Close-out visits also carry risk, mainly around unresolved queries, missing documents, and final reconciliation. But the most pressure is usually during the active phase of conducting the study. This active phase is also where risks to investigational product accountability, reconciliation accuracy, and supply documentation completeness are most likely to emerge.

How is data integrity (e.g., ALCOA++ principles) actually enforced at the site level during real-world trial execution, and where does it most often break down?

Data integrity is maintained through training, proper documentation, audit trails, monitoring review, and controlled system access. At the site level, it means recording data correctly, on time, and by the right person.

In real practice, the biggest issue is delayed documentation. Procedures may be completed on time, but notes are entered later, which can create accuracy concerns. Missing signatures, unclear corrections, or incomplete source notes are also common gaps.

Electronic systems help through audit trails, but good habits at the site level are still the most important factor. When staff understand that documentation is part of patient safety, data integrity becomes much stronger. This is also critical for investigational product traceability and regulatory inspection readiness, particularly in clinical supply audits where documentation integrity directly supports chain-of-custody verification.

What role does communication between the CRA, site staff, sponsor, and vendors play in successful site execution, and where do communication gaps usually appear?

Communication plays a very important role in smooth trial execution. Even when systems and processes are well designed, poor communication can create delays and confusion at the site level.

The CRA often acts as the link between the site, sponsor, and different vendors such as central labs, IWRS support, or courier teams. Clear and timely communication helps sites understand expectations and resolve issues quickly.

Common gaps usually happen when updates are shared late, responsibilities are unclear, or different teams provide conflicting instructions. For example, if a lab kit change is communicated late, patient visits may be affected.

Regular follow-up, clear escalation pathways, and practical communication with site staff help prevent many avoidable issues. Communication gaps also directly influence supply-related execution decisions such as kit replacement timing, resupply coordination, and depot-level inventory management.

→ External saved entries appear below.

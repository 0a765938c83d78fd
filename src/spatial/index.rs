use crate::core::geo::{LatLng, LatLngBounds, Point};

use rstar::{RTree, RTreeObject, AABB};

/// A point item that can be indexed via an R-tree
#[derive(Debug, Clone)]
pub struct SpatialItem<T> {
    pub id: String,
    /// Position as `(x = lng, y = lat)`
    pub point: Point,
    pub data: T,
}

impl<T> SpatialItem<T> {
    pub fn new(id: String, point: Point, data: T) -> Self {
        Self { id, point, data }
    }

    pub fn from_lat_lng(id: String, lat_lng: LatLng, data: T) -> Self {
        Self::new(id, Point::new(lat_lng.lng, lat_lng.lat), data)
    }
}

impl<T> PartialEq for SpatialItem<T> {
    fn eq(&self, other: &Self) -> bool {
        self.id == other.id
    }
}

impl<T> Eq for SpatialItem<T> {}

// --- rstar integration -------------------------------------------------------------------------

impl<T> RTreeObject for SpatialItem<T> {
    type Envelope = AABB<[f64; 2]>;

    fn envelope(&self) -> Self::Envelope {
        AABB::from_point([self.point.x, self.point.y])
    }
}

/// R-tree over marker positions, used for lasso rectangle queries
pub struct SpatialIndex<T> {
    rtree: RTree<SpatialItem<T>>,
}

impl<T> std::fmt::Debug for SpatialIndex<T> {
    fn fmt(&self, f: &mut std::fmt::Formatter<'_>) -> std::fmt::Result {
        f.debug_struct("SpatialIndex")
            .field("len", &self.rtree.size())
            .finish()
    }
}

impl<T> SpatialIndex<T> {
    pub fn new() -> Self {
        Self {
            rtree: RTree::new(),
        }
    }

    pub fn insert(&mut self, item: SpatialItem<T>) {
        self.rtree.insert(item);
    }

    /// Items whose position lies inside `bounds` (edges inclusive)
    pub fn query(&self, bounds: &LatLngBounds) -> Vec<&SpatialItem<T>> {
        let envelope = AABB::from_corners(
            [bounds.south_west.lng, bounds.south_west.lat],
            [bounds.north_east.lng, bounds.north_east.lat],
        );
        self.rtree.locate_in_envelope(&envelope).collect()
    }

    pub fn is_empty(&self) -> bool {
        self.rtree.size() == 0
    }

    pub fn len(&self) -> usize {
        self.rtree.size()
    }

    pub fn clear(&mut self) {
        self.rtree = RTree::new();
    }
}

impl<T> Default for SpatialIndex<T> {
    fn default() -> Self {
        Self::new()
    }
}

#[cfg(test)]
mod tests {
    use super::*;

    fn index() -> SpatialIndex<()> {
        let mut index = SpatialIndex::new();
        index.insert(SpatialItem::from_lat_lng("a".into(), LatLng::new(-10.0, 10.0), ()));
        index.insert(SpatialItem::from_lat_lng("b".into(), LatLng::new(-50.0, 50.0), ()));
        index.insert(SpatialItem::from_lat_lng("c".into(), LatLng::new(-12.0, 11.0), ()));
        index
    }

    #[test]
    fn test_rectangle_query() {
        let index = index();
        let mut ids: Vec<_> = index
            .query(&LatLngBounds::from_coords(-20.0, 0.0, 0.0, 20.0))
            .into_iter()
            .map(|item| item.id.clone())
            .collect();
        ids.sort();
        assert_eq!(ids, vec!["a", "c"]);
        assert_eq!(index.len(), 3);
    }
}
//! Map builder for fluent configuration
//!
//! Every collaborator of [`MapCore`] has a sensible default, so a map can be
//! built from a region catalog alone; tests swap in an in-memory tile fetcher
//! and a manual clock.

use crate::{
    core::{
        clock::{Clock, SystemClock},
        config::{MapOptions, RegionCatalog},
        map::MapCore,
    },
    data::{marker::MarkerTypeCatalog, region::SubregionCatalog},
    layers::{boundary::BoundaryManager, marker::MarkerLayer},
    store::{
        storage::Storage,
        view_state::{MemoryViewStates, PersistentViewStates, ViewStateStore},
    },
    tiles::{
        loader::{TileFetcher, TileLoader},
        source::{AssetTileUrls, TileUrlProvider},
    },
    MapError, Result,
};
use std::sync::Arc;

/// Builder for [`MapCore`]
pub struct MapBuilder {
    options: MapOptions,
    regions: RegionCatalog,
    marker_types: Arc<MarkerTypeCatalog>,
    subregions: Arc<SubregionCatalog>,
    fetcher: Option<Arc<dyn TileFetcher>>,
    tile_urls: Option<Arc<dyn TileUrlProvider>>,
    view_states: Option<Box<dyn ViewStateStore>>,
    storage: Option<Arc<dyn Storage>>,
    clock: Option<Arc<dyn Clock>>,
}

impl Default for MapBuilder {
    fn default() -> Self {
        Self::new()
    }
}

impl MapBuilder {
    pub fn new() -> Self {
        Self {
            options: MapOptions::default(),
            regions: RegionCatalog::new(),
            marker_types: Arc::new(MarkerTypeCatalog::new()),
            subregions: Arc::new(SubregionCatalog::new()),
            fetcher: None,
            tile_urls: None,
            view_states: None,
            storage: None,
            clock: None,
        }
    }

    pub fn with_options(mut self, options: MapOptions) -> Self {
        self.options = options;
        self
    }

    pub fn with_regions(mut self, regions: RegionCatalog) -> Self {
        self.regions = regions;
        self
    }

    pub fn with_marker_types(mut self, catalog: Arc<MarkerTypeCatalog>) -> Self {
        self.marker_types = catalog;
        self
    }

    /// Subregion outlines used for boundaries, highlights and focus moves
    pub fn with_subregions(mut self, subregions: Arc<SubregionCatalog>) -> Self {
        self.subregions = subregions;
        self
    }

    pub fn with_tile_fetcher(mut self, fetcher: Arc<dyn TileFetcher>) -> Self {
        self.fetcher = Some(fetcher);
        self
    }

    /// Overrides the default `/clips/{region}/{z}/{x}_{y}.webp` layout
    pub fn with_tile_urls(mut self, tile_urls: Arc<dyn TileUrlProvider>) -> Self {
        self.tile_urls = Some(tile_urls);
        self
    }

    pub fn with_view_states(mut self, view_states: Box<dyn ViewStateStore>) -> Self {
        self.view_states = Some(view_states);
        self
    }

    /// Backend for view states when `persist_view_state` is on
    pub fn with_storage(mut self, storage: Arc<dyn Storage>) -> Self {
        self.storage = Some(storage);
        self
    }

    pub fn with_clock(mut self, clock: Arc<dyn Clock>) -> Self {
        self.clock = Some(clock);
        self
    }

    fn validate(options: &MapOptions) -> Result<()> {
        let invalid = |reason: &str| Err(MapError::InvalidOptions(reason.to_string()));
        if !options.min_zoom.is_finite() {
            return invalid("min_zoom must be finite");
        }
        if options.zoom_snap < 0.0 || options.zoom_delta <= 0.0 {
            return invalid("zoom_snap must be >= 0 and zoom_delta > 0");
        }
        if options.viewport_size.x <= 0.0 || options.viewport_size.y <= 0.0 {
            return invalid("viewport_size must be positive");
        }
        if options.tiles.cache_size == 0 || options.tiles.max_concurrent == 0 {
            return invalid("tile cache_size and max_concurrent must be positive");
        }
        Ok(())
    }

    #[cfg(feature = "http")]
    fn default_fetcher() -> Arc<dyn TileFetcher> {
        Arc::new(crate::tiles::loader::HttpTileFetcher)
    }

    #[cfg(not(feature = "http"))]
    fn default_fetcher() -> Arc<dyn TileFetcher> {
        Arc::new(crate::tiles::loader::MemoryTileFetcher::new())
    }

    pub fn build(self) -> Result<MapCore> {
        Self::validate(&self.options)?;

        let options = self.options;
        let clock = self.clock.unwrap_or_else(|| Arc::new(SystemClock::new()));
        let fetcher = self.fetcher.unwrap_or_else(Self::default_fetcher);
        let tile_urls = self
            .tile_urls
            .unwrap_or_else(|| Arc::new(AssetTileUrls::new(options.asset_host.clone())));
        let view_states = match (self.view_states, self.storage) {
            (Some(view_states), _) => view_states,
            (None, Some(storage)) if options.persist_view_state => {
                Box::new(PersistentViewStates::load(storage)) as Box<dyn ViewStateStore>
            }
            _ => Box::new(MemoryViewStates::new()),
        };

        let transitions = &options.transitions;
        let boundaries = BoundaryManager::new(
            self.subregions,
            clock.clone(),
            transitions.boundary_fade(),
            transitions.highlight(),
        );
        let marker_layer = MarkerLayer::new(
            self.marker_types,
            clock.clone(),
            options.asset_host.clone(),
            transitions.marker_fade(),
        );
        let tiles = TileLoader::new(fetcher, options.tiles.cache_size, options.tiles.max_concurrent);

        Ok(MapCore::from_parts(
            options,
            self.regions,
            clock,
            tiles,
            tile_urls,
            view_states,
            boundaries,
            marker_layer,
        ))
    }
}

#[cfg(test)]
mod tests {
    use super::*;
    use crate::core::geo::Point;

    #[test]
    fn test_defaults_build() {
        let map = MapBuilder::new().build().unwrap();
        assert!(map.region().is_none());
        assert_eq!(map.skin(), "M");
    }

    #[test]
    fn test_invalid_options_are_rejected() {
        let options = MapOptions {
            viewport_size: Point::new(0.0, 720.0),
            ..MapOptions::default()
        };
        assert!(matches!(
            MapBuilder::new().with_options(options).build(),
            Err(MapError::InvalidOptions(_))
        ));
    }
}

What are the early warning signs that a site may begin struggling operationally during a study, and how can they be addressed early?

There are usually early signs before a site starts facing major operational problems. Common signs are delayed data entry or an increase in pending queries. Others are repeated minor documentation errors, delayed responses to emails, or difficulty scheduling monitoring visits.

Frequent staff changes or reduced engagement from the coordinator can also indicate upcoming challenges. Sometimes patient retention issues or missed visit windows begin appearing early.

When these signs are noticed early, timely support can make a big difference. This may include refresher training, more frequent CRA follow-up, clearer action plans, or direct discussions with the investigator and site team. These early indicators can also signal emerging risks to investigational product compliance, site-level accountability, and overall supply execution stability.

About The Expert:

Pramod Ghaytidak is a clinical research associate with over three years of experience managing and monitoring Phase 1–4 clinical trials and post-marketing studies across multiple therapeutic areas. He has hands-on expertise in site qualification, initiation, routine monitoring, remote oversight, and closeout activities, with a strong focus on protocol compliance, data integrity, patient safety, and regulatory standards. His experience includes source data verification, investigational product accountability, site feasibility, ethics submissions, and collaboration with sponsors, CROs, and investigator sites. Pramod is particularly interested in strengthening site-level execution, operational efficiency, and quality systems that support successful trial delivery. He is currently based in Ahmedabad, India.